• Kampus
  • Layanan Kesehatan Ramah Lingkungan Semakin Mendesak Diterapkan

Layanan Kesehatan Ramah Lingkungan Semakin Mendesak Diterapkan

Adopsi prinsip keberlanjutan dalam layanan kesehatan penting untuk menekan jejak karbon dan efisiensi pengelolaan limbah medis.

Dinas Kesehatan Kota Bandung bersama organisasi Masyarakat Tionghoa Peduli melaksanakan vaksinasi massal untuk 4.000 orang tenaga pendidik serta melakukan suntikan dosis kedua untuk 3.000 warga lansia, di gedung Karuhun Priangan Yayasan Dana Sosial Priangan di Bandung, Jawa Barat (12/4/2021). (Foto: Prima Mulia)

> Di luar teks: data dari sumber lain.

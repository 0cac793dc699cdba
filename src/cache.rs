//! Bounded key-value cache with approximate-size LRU eviction
//!
//! **Why**: Decoded animations are large (every frame is a full RGBA buffer at
//! display size) and cheap to rebuild relative to RAM. A budgeted cache keeps
//! recently viewed records hot and lets everything else go.
//!
//! **Used by**: Pipeline (fetch/create records), Viewer (clear on resize and
//! folder switch)
//!
//! # Eviction
//!
//! The size of a value is whatever the caller-supplied estimator says it is,
//! re-measured on every post-mutation check because cached values keep growing
//! while a decode is in flight. After any mutating operation, least-recently-
//! used entries are popped until the total fits the budget — or until a single
//! entry remains. A lone oversized entry is never evicted; that is the
//! documented steady state, not an error, and it keeps eviction from looping
//! forever on a record bigger than the whole budget.
//!
//! # Concurrency
//!
//! One `Mutex` around the whole map. Cache operations are cheap next to image
//! decode, so exclusive sections beat a lock-free design here.

use log::debug;
use lru::LruCache;
use std::fmt::Debug;
use std::hash::Hash;
use std::sync::Mutex;

type Estimator<V> = Box<dyn Fn(&V) -> usize + Send + Sync>;
type Factory<V> = Box<dyn Fn() -> V + Send + Sync>;

/// Cache errors
#[derive(Debug, PartialEq, Eq)]
pub enum CacheError {
    /// `get_or_create` missed and no default factory is registered
    NoFactory,
}

impl std::fmt::Display for CacheError {
    fn fmt(&self, f: &mut std::fmt::Formatter<'_>) -> std::fmt::Result {
        match self {
            CacheError::NoFactory => write!(f, "cache miss and no default factory registered"),
        }
    }
}

impl std::error::Error for CacheError {}

/// Size-budgeted LRU store. Values should be cheap to clone (`Arc`-shaped).
pub struct BoundedCache<K: Hash + Eq + Debug, V: Clone> {
    state: Mutex<LruCache<K, V>>,
    budget: usize,
    estimate: Estimator<V>,
    factory: Option<Factory<V>>,
}

impl<K: Hash + Eq + Debug, V: Clone> BoundedCache<K, V> {
    /// Cache with a size budget and estimator, no default factory.
    pub fn new<E>(budget: usize, estimate: E) -> Self
    where
        E: Fn(&V) -> usize + Send + Sync + 'static,
    {
        Self {
            state: Mutex::new(LruCache::unbounded()),
            budget,
            estimate: Box::new(estimate),
            factory: None,
        }
    }

    /// Cache whose misses produce and insert a fresh value.
    pub fn with_factory<E, F>(budget: usize, estimate: E, factory: F) -> Self
    where
        E: Fn(&V) -> usize + Send + Sync + 'static,
        F: Fn() -> V + Send + Sync + 'static,
    {
        Self {
            factory: Some(Box::new(factory)),
            ..Self::new(budget, estimate)
        }
    }

    /// Look up a key, promoting it to most-recently-used on a hit.
    pub fn get(&self, key: &K) -> Option<V> {
        let mut lru = self.state.lock().expect("lock");
        lru.get(key).cloned()
    }

    /// Look up a key; on a miss, build a fresh value with the registered
    /// factory, insert it, and return it. Fails fast without a factory.
    pub fn get_or_create(&self, key: K) -> Result<V, CacheError> {
        let mut lru = self.state.lock().expect("lock");
        if let Some(value) = lru.get(&key) {
            return Ok(value.clone());
        }
        let factory = self.factory.as_ref().ok_or(CacheError::NoFactory)?;
        let value = factory();
        lru.put(key, value.clone());
        self.evict_over_budget(&mut lru);
        Ok(value)
    }

    /// Insert or replace, then enforce the budget.
    pub fn put(&self, key: K, value: V) {
        let mut lru = self.state.lock().expect("lock");
        lru.put(key, value);
        self.evict_over_budget(&mut lru);
    }

    /// Bulk insert with a single post-condition check at the end.
    pub fn extend<I: IntoIterator<Item = (K, V)>>(&self, entries: I) {
        let mut lru = self.state.lock().expect("lock");
        for (key, value) in entries {
            lru.put(key, value);
        }
        self.evict_over_budget(&mut lru);
    }

    /// Remove an entry, returning it if present.
    pub fn remove(&self, key: &K) -> Option<V> {
        self.state.lock().expect("lock").pop(key)
    }

    /// Drop every entry.
    pub fn clear(&self) {
        self.state.lock().expect("lock").clear();
    }

    pub fn len(&self) -> usize {
        self.state.lock().expect("lock").len()
    }

    pub fn is_empty(&self) -> bool {
        self.len() == 0
    }

    /// Membership test without promotion.
    pub fn contains(&self, key: &K) -> bool {
        self.state.lock().expect("lock").contains(key)
    }

    /// Configured size budget.
    pub fn budget(&self) -> usize {
        self.budget
    }

    /// Current estimated total size.
    pub fn total_size(&self) -> usize {
        let lru = self.state.lock().expect("lock");
        Self::measure(&lru, &self.estimate)
    }

    fn measure(lru: &LruCache<K, V>, estimate: &Estimator<V>) -> usize {
        lru.iter().map(|(_, v)| estimate(v)).sum()
    }

    /// Pop LRU entries until the total fits the budget or one entry remains.
    fn evict_over_budget(&self, lru: &mut LruCache<K, V>) {
        while lru.len() > 1 && Self::measure(lru, &self.estimate) > self.budget {
            if let Some((key, value)) = lru.pop_lru() {
                debug!(
                    "Evicted {:?} ({} bytes, {} entries left)",
                    key,
                    (self.estimate)(&value),
                    lru.len()
                );
            } else {
                break;
            }
        }
    }
}
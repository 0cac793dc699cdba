//! Playback scheduler: timed looping replay of a record onto a display sink
//!
//! **Why**: Presenting frames is trivial; stopping on time is not. The
//! per-frame sleep is the only interruption point, so a cancel lands within
//! one frame delay and never mid-present — and the controller can rely on a
//! joined scheduler meaning "no more sink calls, ever".
//!
//! **Used by**: Viewer (animated playback and the loading indicator)
//!
//! # Timing
//!
//! Present, then sleep the frame's recorded delay, then advance. While the
//! record is still filling — and for frames with a zero recorded delay —
//! a fixed ~33 ms grid is used instead, matching the perceived fill rate.
//! After the last available frame the index wraps to 0, indefinitely.

use log::debug;
use std::sync::Arc;
use std::time::Duration;

use crate::animation::Animation;
use crate::source::DisplaySink;
use crate::task::StopToken;

/// Per-frame delay while the record is still filling, and the fallback for
/// frames whose container recorded no duration
pub const FILL_FRAME_DELAY: Duration = Duration::from_millis(33);

/// Replay `record` onto `sink` until the stop token fires.
///
/// Runs on the caller's thread; the Viewer wraps it in a [`crate::task::Task`].
/// Exactly one scheduler may be live per sink — callers cancel and join the
/// previous one before starting another.
pub fn play(record: &Arc<Animation>, sink: &dyn DisplaySink, stop: &StopToken) {
    debug!(
        "Playback started: {} frames available, finished_loading={}",
        record.len(),
        record.finished_loading()
    );

    loop {
        let mut index = 0usize;
        let mut presented = 0usize;

        // One cycle through the currently available frames
        while let Some((frame, delay)) = record.frame_at(index) {
            sink.present(&frame);
            presented += 1;

            let wait = if record.finished_loading() && !delay.is_zero() {
                delay
            } else {
                FILL_FRAME_DELAY
            };
            if stop.wait(wait) {
                debug!("Playback stopped at frame {}", index);
                return;
            }
            index += 1;
        }

        if presented == 0 {
            // Nothing appended yet; wake up when more frames may exist
            if stop.wait(FILL_FRAME_DELAY) {
                debug!("Playback stopped while waiting for frames");
                return;
            }
        }
    }
}
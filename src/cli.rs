use clap::Parser;

/// Animated image viewer engine shell
#[derive(Parser, Debug)]
#[command(author, version, about, long_about = None)]
pub struct Args {
    /// Folder of images to browse (.jpg, .jpeg, .png, .gif, .ico)
    #[arg(value_name = "FOLDER")]
    pub folder: String,

    /// Canvas width in pixels
    #[arg(long = "width", value_name = "PX", default_value = "500")]
    pub width: u32,

    /// Canvas height in pixels
    #[arg(long = "height", value_name = "PX", default_value = "500")]
    pub height: u32,

    /// Cache budget for decoded frames, in megabytes
    #[arg(long = "mem", value_name = "MB", default_value = "1024")]
    pub mem_mb: usize,

    /// Transform worker threads for animated decode
    #[arg(short = 'w', long = "workers", value_name = "N")]
    pub workers: Option<usize>,

    /// Animated file to play while a decode is in flight
    #[arg(short = 'l', long = "loading", value_name = "FILE")]
    pub loading: Option<String>,

    /// Increase logging verbosity (default: warn, -v: info, -vv: debug, -vvv+: trace)
    #[arg(short = 'v', long = "verbose", action = clap::ArgAction::Count)]
    pub verbosity: u8,
}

Penulis Iman Herdiana23 April 2025


BandungBergerak.idLayanan kesehatan tidak luput dari sorotan dalam upaya menanggulangi krisis iklim. Di bidang gastroenterologi dan endoskopi, The Asian Pacific Association of Gastroenterology (APAGE) menyampaikan serangkaian rekomendasi untuk mendorong praktik medis yang lebih ramah lingkungan. Pernyataan itu diterbitkan dalam “Journal of Gastroenterology and Hepatology” edisi 2025, dalam artikel “APAGE Position Statements on Green and Sustainability in Gastroenterology, Hepatology, and Gastrointestinal Endoscopy”.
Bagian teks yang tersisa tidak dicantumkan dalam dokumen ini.